I don’t think the public hates ai. I think AI needs a lot of money so it loudly only pursued the light-bendingly rich by leveraging the only two emotions they have:
1) greed: you will be able to fire all your employees
2) fear: if you don’t buy it someone else will and that is too dangerous for you
Of course normal people found this incredibly off putting.
It would be better because it would create a more diverse work space where multiple employers complete for employees, instead of one company playing musical chairs with people
A few companies get almost all investments. They start a lot of projects fast and close the ones that don’t work
If companies stuck to fewer projects, money would be invested in other companies focusing on specific products, you get a lot of companies and not the market concentration you got today (which is responsible according to few economists to a lot of the us labor market dysfunctions it is currently experiencing)
That obtained the cutting edge technology by buying an American company that had been founded to productize technology developed at an American defense laboratory based on a Japanese researcher’s work
You are forgetting 20 years and billions of dollars developing, in collaboration with research institutes like IMEC and funding from chipmakers like Intel, Samsung, and TSMC.
But it doesn’t fit your ideological narrative of how innovation functions so…
I am not the person you originally replied to. I have no ideological motivation here. I am merely pointing out ASML did not invent EUV, nor did they fund its initial development or the first decade or so of its productization. ASML employs plenty of scientists and engineers who did important work getting EUV to market, but your characterization implied that ASML single-handedly introduced a step-function increase in semiconductor fabrication technology from their labs in the Netherlands, and that is a misleading impression to give. It’s belied by the fact that ASML can’t even choose their own customers without approval from the U.S. government.
I believe that it's a bit more complicated than that especially if we look at the contributions of IMEC.
But irregardless I can hand you the point that you are making and then say that yours is a very tight standard that would not pass most of what passes for innovation in Silicon Valley.
The point I'm trying to make for the initial poster is that they are confusing "technological innovation" for money making. And yes you don't have a money printing machine in the EU, but you have A LOT of technological innovation that eventually goes to market through SV.
I think it’s to their credit that they don’t have one and instead got cern.

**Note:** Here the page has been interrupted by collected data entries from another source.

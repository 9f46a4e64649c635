//! Definedness of local names.
//!
//! Forward data flow over a two-level certainty lattice answering, for every
//! block, whether a name is bound on every path reaching the block
//! ([`DefinitionLevel::Defined`]), on some but not all of them
//! ([`DefinitionLevel::PotentiallyDefined`]), or on none
//! ([`DefinitionLevel::Undefined`]).
//!
//! # Lattice
//!
//! A block state maps each name bound on at least one incoming path to its
//! level. A name missing from a reached state is unbound on every path so far;
//! `Undefined` is never stored, it is only what a lookup of a missing key
//! reports. Meeting two reached states:
//!
//! | left \ right | `Defined` | `PotentiallyDefined` | absent |
//! |---|---|---|---|
//! | `Defined` | `Defined` | `PotentiallyDefined` | `PotentiallyDefined` |
//! | `PotentiallyDefined` | `PotentiallyDefined` | `PotentiallyDefined` | `PotentiallyDefined` |
//! | absent | `PotentiallyDefined` | `PotentiallyDefined` | absent |
//!
//! A block not yet reached by any path has the state [`DefinednessState::Unreached`],
//! the identity of the meet.
//!
//! # Transfer
//!
//! Every name bound by a statement (assignment targets, `def`/`class` names,
//! import bindings) becomes `Defined`, regardless of its previous level. The
//! function parameters are `Defined` on entry to block 0.

use std::collections::{BTreeMap, BTreeSet};

use strum::{Display, EnumCount, EnumIter};
use tracing::debug;

use crate::{
    analysis::dataflow::{
        AnalysisResults, DataFlowAnalysis, DataFlowSolver, Direction, MeetSemiLattice,
    },
    ast::{walk_arguments, walk_stmt, Arguments, NameAccess, NameVisitor},
    cfg::{BlockId, CfgBlock, ControlFlowGraph},
    scope::ScopeInfo,
};

/// A set of local names, kept sorted.
pub type RequiredSet = BTreeSet<String>;

/// Binding certainty of a name at a program point.
#[derive(Debug, Clone, Copy, PartialEq, Eq, Hash, Display, EnumIter, EnumCount)]
pub enum DefinitionLevel {
    /// No path reaching this point binds the name. Only ever a query result.
    Undefined,
    /// Some, but not all, paths reaching this point bind the name.
    PotentiallyDefined,
    /// Every path reaching this point binds the name.
    Defined,
}

impl DefinitionLevel {
    /// Joins the levels of two incoming paths.
    ///
    /// # Panics
    ///
    /// Panics if either operand is [`DefinitionLevel::Undefined`]; absence of a
    /// binding is represented by a missing key, never by a stored value.
    #[must_use]
    pub fn merge(self, other: Self) -> Self {
        assert!(
            self != Self::Undefined && other != Self::Undefined,
            "Undefined can not be merged as a definition level ({self} / {other})"
        );

        if self == Self::Defined && other == Self::Defined {
            Self::Defined
        } else {
            Self::PotentiallyDefined
        }
    }

    /// Joins a level with a path that does not bind the name at all.
    ///
    /// # Panics
    ///
    /// Panics if `self` is [`DefinitionLevel::Undefined`].
    #[must_use]
    pub fn merge_absent(self) -> Self {
        assert!(
            self != Self::Undefined,
            "Undefined can not be merged as a definition level"
        );
        Self::PotentiallyDefined
    }
}

/// Definedness state at one program point.
#[derive(Debug, Clone, Default, PartialEq, Eq)]
pub enum DefinednessState {
    /// No path has reached this point yet.
    #[default]
    Unreached,
    /// Levels of every name bound on at least one path reaching this point.
    Reached(BTreeMap<String, DefinitionLevel>),
}

impl DefinednessState {
    /// A reached state in which nothing is bound.
    #[must_use]
    pub fn empty() -> Self {
        Self::Reached(BTreeMap::new())
    }

    /// Returns the level recorded for `name`, or `Undefined` if none is.
    #[must_use]
    pub fn level(&self, name: &str) -> DefinitionLevel {
        match self {
            Self::Unreached => DefinitionLevel::Undefined,
            Self::Reached(levels) => levels
                .get(name)
                .copied()
                .unwrap_or(DefinitionLevel::Undefined),
        }
    }

    /// Returns every name with a recorded level, in sorted order.
    pub fn names(&self) -> impl Iterator<Item = &str> + '_ {
        let levels = match self {
            Self::Unreached => None,
            Self::Reached(levels) => Some(levels),
        };
        levels.into_iter().flat_map(|levels| levels.keys().map(String::as_str))
    }

    /// Returns `true` if some path has reached this point.
    #[must_use]
    pub fn is_reached(&self) -> bool {
        matches!(self, Self::Reached(_))
    }
}

impl MeetSemiLattice for DefinednessState {
    fn meet(&self, other: &Self) -> Self {
        match (self, other) {
            (Self::Unreached, x) | (x, Self::Unreached) => x.clone(),
            (Self::Reached(left), Self::Reached(right)) => {
                let mut merged = BTreeMap::new();
                for (name, &level) in left {
                    let level = match right.get(name) {
                        Some(&other) => level.merge(other),
                        None => level.merge_absent(),
                    };
                    merged.insert(name.clone(), level);
                }
                for (name, &level) in right {
                    if !left.contains_key(name) {
                        merged.insert(name.clone(), level.merge_absent());
                    }
                }
                Self::Reached(merged)
            }
        }
    }
}

/// Marks every stored name as `Defined`.
struct Binder<'m>(&'m mut BTreeMap<String, DefinitionLevel>);

impl NameVisitor for Binder<'_> {
    fn visit_name(&mut self, name: &str, access: NameAccess) {
        if access == NameAccess::Store {
            self.0.insert(name.to_string(), DefinitionLevel::Defined);
        }
    }
}

/// The forward analysis driven by [`DataFlowSolver`].
struct DefinednessTransfer<'a> {
    args: &'a Arguments,
}

impl DataFlowAnalysis for DefinednessTransfer<'_> {
    type Lattice = DefinednessState;
    const DIRECTION: Direction = Direction::Forward;

    fn boundary(&self, _cfg: &ControlFlowGraph) -> DefinednessState {
        let mut levels = BTreeMap::new();
        walk_arguments(&mut Binder(&mut levels), self.args);
        DefinednessState::Reached(levels)
    }

    fn initial(&self, _cfg: &ControlFlowGraph) -> DefinednessState {
        DefinednessState::Unreached
    }

    fn transfer(&self, block: &CfgBlock, input: &DefinednessState) -> DefinednessState {
        let DefinednessState::Reached(levels) = input else {
            return DefinednessState::Unreached;
        };

        let mut levels = levels.clone();
        let mut binder = Binder(&mut levels);
        for stmt in &block.body {
            walk_stmt(&mut binder, stmt);
        }
        DefinednessState::Reached(levels)
    }
}

/// Per-block definedness of every local name in one function.
///
/// All results are computed eagerly by [`DefinednessAnalysis::new`] and are
/// read-only afterwards.
///
/// # Examples
///
/// ```rust
/// use bindscope::{
///     analysis::{DefinednessAnalysis, DefinitionLevel},
///     ast::{Arguments, Expr, Stmt},
///     cfg::CfgBuilder,
///     scope::LocalOnly,
/// };
///
/// // def f(a):
/// //     if a: x = 1
/// //     return x
/// let mut builder = CfgBuilder::new();
/// let entry = builder.add_block();
/// let then = builder.add_block_with(vec![Stmt::assign(Expr::name("x"), Expr::int(1))]);
/// let join = builder.add_block_with(vec![Stmt::ret(Some(Expr::name("x")))]);
/// builder.push(entry, Stmt::branch(Expr::name("a"), then, join));
/// builder.add_edge(entry, then).add_edge(entry, join).add_edge(then, join);
/// let cfg = builder.build()?;
///
/// let definedness = DefinednessAnalysis::new(&Arguments::positional(["a"]), &cfg, &LocalOnly);
/// assert_eq!(definedness.is_defined_at("a", entry), DefinitionLevel::Defined);
/// assert_eq!(definedness.is_defined_at("x", join), DefinitionLevel::PotentiallyDefined);
/// assert_eq!(definedness.is_defined_at("x", then), DefinitionLevel::Undefined);
/// # Ok::<(), bindscope::Error>(())
/// ```
#[derive(Debug, Clone, PartialEq)]
pub struct DefinednessAnalysis {
    /// Solver output: block entry and exit states.
    results: AnalysisResults<DefinednessState>,
    /// Names with a recorded level at block entry, minus non-local names.
    defined: Vec<RequiredSet>,
}

impl DefinednessAnalysis {
    /// Computes definedness for every block of `cfg`.
    ///
    /// # Arguments
    ///
    /// * `args` - Formal parameters of the function, bound on entry
    /// * `cfg` - The function's control flow graph
    /// * `scope` - Resolves which names are bound outside the function
    #[must_use]
    pub fn new<S>(args: &Arguments, cfg: &ControlFlowGraph, scope: &S) -> Self
    where
        S: ScopeInfo + ?Sized,
    {
        let results = DataFlowSolver::new(DefinednessTransfer { args }).solve(cfg);

        let defined: Vec<RequiredSet> = results
            .in_states
            .iter()
            .map(|state| {
                state
                    .names()
                    .filter(|name| !scope.refers_to_global(name))
                    .map(str::to_string)
                    .collect()
            })
            .collect();

        debug!(
            blocks = cfg.block_count(),
            iterations = results.iterations,
            "definedness computed"
        );

        Self { results, defined }
    }

    /// Returns the level of `name` on entry to `block`.
    ///
    /// For block 0 this is the state after parameter binding; for any other
    /// block it is the merge of all predecessor exit states.
    ///
    /// # Panics
    ///
    /// Panics if `block` is out of range.
    #[must_use]
    pub fn is_defined_at(&self, name: &str, block: BlockId) -> DefinitionLevel {
        self.state_at(block).level(name)
    }

    /// Returns the level of `name` after the statements of `block`.
    ///
    /// # Panics
    ///
    /// Panics if `block` is out of range.
    #[must_use]
    pub fn is_defined_at_end(&self, name: &str, block: BlockId) -> DefinitionLevel {
        self.state_at_end(block).level(name)
    }

    /// Returns the local names with a recorded level on entry to `block`.
    ///
    /// # Panics
    ///
    /// Panics if `block` is out of range.
    #[must_use]
    pub fn get_defined_names_at(&self, block: BlockId) -> &RequiredSet {
        match self.defined.get(block.index()) {
            Some(names) => names,
            None => panic!("no definedness recorded for block {block}"),
        }
    }

    /// Returns the full state on entry to `block`.
    ///
    /// # Panics
    ///
    /// Panics if `block` is out of range.
    #[must_use]
    pub fn state_at(&self, block: BlockId) -> &DefinednessState {
        match self.results.in_state(block) {
            Some(state) => state,
            None => panic!("no definedness recorded for block {block}"),
        }
    }

    /// Returns the full state after the statements of `block`.
    ///
    /// # Panics
    ///
    /// Panics if `block` is out of range.
    #[must_use]
    pub fn state_at_end(&self, block: BlockId) -> &DefinednessState {
        match self.results.out_state(block) {
            Some(state) => state,
            None => panic!("no definedness recorded for block {block}"),
        }
    }

    /// Returns the number of block visits the fixpoint needed.
    #[must_use]
    pub fn iterations(&self) -> usize {
        self.results.iterations
    }
}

A bunch of shitty crud apps made by mediocre rent seekers that got rich on tax avoidance, gov money + research, and low interest rates vs actual ground breaking research that benefits humanity. Silicon Valley is probably the worst thing that happened to humanity between the 2008 crash and Covid. People have been figuring it out but not after they have already given these scammers permission to inspect their wallets.
Wow. Can't tell if this is a parody or just very, very uninformed. Either way, good day. Hope you understand, one day, how technology has helped millions of people in many different ways.